*EXERCISE DESCRIPTION*. In the entries that follow, the lines from the one with "let b = fs::canonicalize(b).map_err(|e|" through the one with "following symbolic links" are the ones to write out, exactly and with both ends included. Nothing else should appear.

-- THE DATA follows --

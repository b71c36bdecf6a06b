use dialoguer::Confirm;

use crate::error::{Error, Result};

/// Asks the operator a yes/no question before a mutation step
pub trait Prompt {
    fn ask(&self, question: &str) -> Result<bool>;
}

/// Terminal confirmation through dialoguer. Enter alone means yes.
pub struct TerminalPrompt;

impl Prompt for TerminalPrompt {
    fn ask(&self, question: &str) -> Result<bool> {
        Confirm::new()
            .with_prompt(question)
            .default(true)
            .interact()
            .map_err(Error::Prompt)
    }
}
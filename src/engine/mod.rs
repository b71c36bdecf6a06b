//! Replacement engine
//!
//! # Architecture
//!
//! - **walk**: lazy recursive directory walk (walkdir)
//! - **progress**: byte progress bars while hashing
//! - **hasher**: streaming content hash
//! - **indexer**: candidate catalog over the target directories
//! - **checker**: eligibility, equality and the hash cache
//! - **prompt**: interactive confirmation
//! - **replacer**: symlink swap and content restore with changelog brackets
//! - **finder**: replace and undo passes

mod checker;
mod finder;
mod hasher;
mod indexer;
mod progress;
mod prompt;
mod replacer;
mod walk;

pub use checker::{Checker, Exclusions, PatternSet};
pub use finder::Finder;
pub use hasher::compute_hash;
pub use indexer::Indexer;
pub use progress::{HashBar, HashProgress};
pub use prompt::{Prompt, TerminalPrompt};
pub use replacer::{Replacer, TEMPORARY_SUFFIX};
pub use walk::walk_files;
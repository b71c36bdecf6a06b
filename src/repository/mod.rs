mod database;
mod db_store;
mod store;

pub use database::Database;
pub use store::{ChangeLog, HashStore};

// Re-export the schema version for callers who need it
pub const SCHEMA_VERSION: &str = "1";
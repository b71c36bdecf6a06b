// Shared benchmark helpers
// Functions here are used across different benchmark files
#![allow(dead_code)]

use std::path::PathBuf;
use symlinkerr::model::CatalogEntry;
use symlinkerr::repository::Database;
use tempfile::TempDir;

/// Generate catalog rows spread over a few target directories
pub fn generate_catalog(num_files: usize) -> Vec<CatalogEntry> {
    (0..num_files)
        .map(|i| CatalogEntry {
            fullpath: format!("/targets/t{}/dir_{}/file_{}.bin", i % 3, i % 100, i),
            filename: format!("file_{}.bin", i % 1000),
            size: ((i % 500) * 4096) as i64,
            priority: (i % 3) as i64,
        })
        .collect()
}

/// Create in-memory database for benchmarks
pub async fn setup_bench_db() -> Database {
    let db = Database::new(":memory:").await.unwrap();
    db.init_schema().await.unwrap();
    db
}

/// Write a file of `size` pseudo-random bytes into a fresh temp directory
pub fn create_bench_file(size: usize) -> (TempDir, PathBuf) {
    let dir = TempDir::new().unwrap();
    let path = dir.path().join("payload.bin");
    let content: Vec<u8> = (0..size).map(|i| (i.wrapping_mul(31) % 251) as u8).collect();
    std::fs::write(&path, content).unwrap();
    (dir, path)
}
use regex::Regex;
use std::fs;
use std::path::Path;
use std::time::{Instant, SystemTime};
use tracing::{debug, info, warn};

use crate::config::{CheckerConfig, ExclusionConfig};
use crate::error::{Error, Result};
use crate::model::{unix_seconds, FileInfo, HashEntry};
use crate::repository::HashStore;
use crate::util::path_str;

use super::hasher::compute_hash;
use super::progress::HashProgress;

/// Compiled exclusion patterns. A pattern excludes a path when it matches at
/// the start of the path.
#[derive(Debug, Default)]
pub struct PatternSet(Vec<(String, Regex)>);

impl PatternSet {
    pub fn compile(patterns: &[String]) -> Result<Self> {
        patterns
            .iter()
            .map(|pattern| {
                Regex::new(&format!("^(?:{})", pattern))
                    .map(|re| (pattern.clone(), re))
                    .map_err(|source| Error::InvalidPattern {
                        pattern: pattern.clone(),
                        source,
                    })
            })
            .collect::<Result<Vec<_>>>()
            .map(Self)
    }

    /// The first pattern matching `path`, as written in the configuration
    pub fn matching(&self, path: &Path) -> Option<&str> {
        let text = path_str(path);
        self.0
            .iter()
            .find(|(_, re)| re.is_match(&text))
            .map(|(pattern, _)| pattern.as_str())
    }
}

/// The three independent exclusion lists
#[derive(Debug, Default)]
pub struct Exclusions {
    pub watch: PatternSet,
    pub target: PatternSet,
    pub undo: PatternSet,
}

impl Exclusions {
    pub fn compile(config: &ExclusionConfig) -> Result<Self> {
        Ok(Self {
            watch: PatternSet::compile(&config.watch_directories_regexes)?,
            target: PatternSet::compile(&config.symlink_target_directories_regexes)?,
            undo: PatternSet::compile(&config.undo_all_symlinks_directories_regexes)?,
        })
    }
}

/// Decides which files may be replaced, and with what, backed by the hash cache
pub struct Checker<'a, S> {
    store: &'a S,
    min_size: u64,
    min_age: u64,
    check_hash: bool,
    mtime_invalidates_hash: bool,
    exclusions: Exclusions,
    progress: HashProgress,
}

impl<'a, S: HashStore> Checker<'a, S> {
    pub fn new(config: &CheckerConfig, store: &'a S) -> Result<Self> {
        Ok(Self {
            store,
            min_size: config.files_min_size_bytes,
            min_age: config.files_min_age_seconds,
            check_hash: config.check_hash,
            mtime_invalidates_hash: config.change_in_mtime_invalidates_hash,
            exclusions: Exclusions::compile(&config.exclusions)?,
            progress: HashProgress::Hidden,
        })
    }

    /// Report hashing progress through `progress`
    pub fn with_progress(mut self, progress: HashProgress) -> Self {
        self.progress = progress;
        self
    }

    /// Whether a watched file is big enough, old enough and not excluded
    pub fn is_eligible_for_replacement(&self, file: &FileInfo) -> Result<bool> {
        // Cheapest checks first
        let size = file.size()?;
        if size < self.min_size {
            debug!(
                path = %file.path().display(),
                size,
                min_size = self.min_size,
                "Ignoring file below the minimum size"
            );
            return Ok(false);
        }

        let age = unix_seconds(SystemTime::now()) - file.mtime()?;
        if age < self.min_age as i64 {
            debug!(
                path = %file.path().display(),
                age,
                min_age = self.min_age,
                "Ignoring recently modified file"
            );
            return Ok(false);
        }

        if let Some(pattern) = self.exclusions.watch.matching(file.path()) {
            debug!(path = %file.path().display(), pattern, "Ignoring excluded file");
            return Ok(false);
        }

        Ok(true)
    }

    /// Whether `original` may become a symlink to `candidate`
    pub async fn can_be_replaced_with(
        &self,
        original: &FileInfo,
        candidate: &FileInfo,
    ) -> Result<bool> {
        if let Some(pattern) = self.exclusions.target.matching(candidate.path()) {
            debug!(
                candidate = %candidate.path().display(),
                pattern,
                "Candidate matches a target exclusion"
            );
            return Ok(false);
        }

        if same_entry(original.path(), candidate.path())? {
            warn!(
                path = %original.path().display(),
                "Candidate is the original file itself, watched and target directories overlap"
            );
            return Ok(false);
        }

        if !self.check_hash {
            debug!(
                candidate = %candidate.path().display(),
                "Hash checking disabled, accepting candidate"
            );
            return Ok(true);
        }

        let original_hash = self.get_hash(original).await?;
        let candidate_hash = self.get_hash(candidate).await?;
        if original_hash != candidate_hash {
            info!(
                original = %original.path().display(),
                candidate = %candidate.path().display(),
                "Different hashes, discarding candidate"
            );
            return Ok(false);
        }

        info!(
            original = %original.path().display(),
            candidate = %candidate.path().display(),
            hash = %original_hash,
            "Same hash, accepting candidate"
        );
        Ok(true)
    }

    /// Whether a symlink found in an undo directory may be restored
    pub fn is_eligible_for_content_restore(&self, symlink: &FileInfo) -> bool {
        if let Some(pattern) = self.exclusions.undo.matching(symlink.path()) {
            debug!(path = %symlink.path().display(), pattern, "Ignoring excluded symlink");
            return false;
        }
        true
    }

    /// Content hash of `file`, from the cache when the cached row still applies
    pub async fn get_hash(&self, file: &FileInfo) -> Result<String> {
        let fullpath = path_str(file.path()).into_owned();
        let size = file.size()? as i64;
        let mtime = file.mtime()?;

        if let Some(entry) = self.store.lookup_hash(&fullpath).await?
            && entry.is_valid_for(size, mtime, self.mtime_invalidates_hash)
        {
            return Ok(entry.hash);
        }

        info!(path = %fullpath, size, "Hash not cached, computing it");
        let start = Instant::now();
        let hash = compute_hash(file, self.progress)?;
        info!(path = %fullpath, elapsed = ?start.elapsed(), "Hash computed");

        self.store
            .store_hash(&HashEntry {
                fullpath,
                hash: hash.clone(),
                size,
                mtime,
            })
            .await?;
        Ok(hash)
    }
}

/// Whether both paths name the same directory entry
fn same_entry(a: &Path, b: &Path) -> Result<bool> {
    if a == b {
        return Ok(true);
    }
    let a = fs::canonicalize(a).map_err(|e| Error::io(a, e))?;
    let b = fs::canonicalize(b).map_err(|e| Error::io(b, e))?;
    Ok(a == b)
}
use std::cell::OnceCell;
use std::fs::{self, Metadata};
use std::path::{Path, PathBuf};
use std::time::{SystemTime, UNIX_EPOCH};

use crate::error::{Error, Result};

/// What a path points at, as seen without following symbolic links
#[derive(Debug, Copy, Clone, Eq, PartialEq)]
pub enum FileKind {
    Regular,
    Symlink,
    Other,
}

/// Lazily-populated view over one filesystem path.
///
/// Every attribute is read from the filesystem on first access and kept for
/// the lifetime of the value. A `FileInfo` is meant to live for one operation;
/// create a new one when the underlying file may have changed.
#[derive(Debug)]
pub struct FileInfo {
    path: PathBuf,
    // stat(), follows symlinks
    metadata: OnceCell<Metadata>,
    // lstat()
    link_metadata: OnceCell<Metadata>,
    link_target: OnceCell<PathBuf>,
}

impl FileInfo {
    pub fn new(path: impl Into<PathBuf>) -> Self {
        Self {
            path: path.into(),
            metadata: OnceCell::new(),
            link_metadata: OnceCell::new(),
            link_target: OnceCell::new(),
        }
    }

    pub fn path(&self) -> &Path {
        &self.path
    }

    /// Final path component, lossily converted to UTF-8
    pub fn filename(&self) -> String {
        self.path
            .file_name()
            .map(|n| n.to_string_lossy().into_owned())
            .unwrap_or_default()
    }

    /// Size in bytes. For a symlink this is the size of the file it points to.
    pub fn size(&self) -> Result<u64> {
        Ok(self.metadata()?.len())
    }

    /// Modification time in whole seconds since the epoch (follows symlinks)
    pub fn mtime(&self) -> Result<i64> {
        let modified = self
            .metadata()?
            .modified()
            .map_err(|e| Error::io(&self.path, e))?;
        Ok(unix_seconds(modified))
    }

    pub fn kind(&self) -> Result<FileKind> {
        let file_type = self.link_metadata()?.file_type();
        Ok(if file_type.is_symlink() {
            FileKind::Symlink
        } else if file_type.is_file() {
            FileKind::Regular
        } else {
            FileKind::Other
        })
    }

    pub fn is_symlink(&self) -> Result<bool> {
        Ok(self.kind()? == FileKind::Symlink)
    }

    /// Raw target of a symbolic link, exactly as stored in the link
    pub fn link_target(&self) -> Result<&Path> {
        if let Some(target) = self.link_target.get() {
            return Ok(target);
        }
        let target = fs::read_link(&self.path).map_err(|e| Error::io(&self.path, e))?;
        Ok(self.link_target.get_or_init(|| target))
    }

    fn metadata(&self) -> Result<&Metadata> {
        if let Some(metadata) = self.metadata.get() {
            return Ok(metadata);
        }
        let metadata = fs::metadata(&self.path).map_err(|e| Error::io(&self.path, e))?;
        Ok(self.metadata.get_or_init(|| metadata))
    }

    fn link_metadata(&self) -> Result<&Metadata> {
        if let Some(metadata) = self.link_metadata.get() {
            return Ok(metadata);
        }
        let metadata = fs::symlink_metadata(&self.path).map_err(|e| Error::io(&self.path, e))?;
        Ok(self.link_metadata.get_or_init(|| metadata))
    }
}

/// Convert a timestamp to whole seconds since the epoch (negative before 1970)
pub fn unix_seconds(time: SystemTime) -> i64 {
    match time.duration_since(UNIX_EPOCH) {
        Ok(d) => d.as_secs() as i64,
        Err(e) => -(e.duration().as_secs() as i64),
    }
}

-- THE DATA concluded --

*THE ANSWER*.
    let b = fs::canonicalize(b).map_err(|e| Error::io(b, e))?;
    Ok(a == b)
}
use std::cell::OnceCell;
use std::fs::{self, Metadata};
use std::path::{Path, PathBuf};
use std::time::{SystemTime, UNIX_EPOCH};

use crate::error::{Error, Result};

/// What a path points at, as seen without following symbolic links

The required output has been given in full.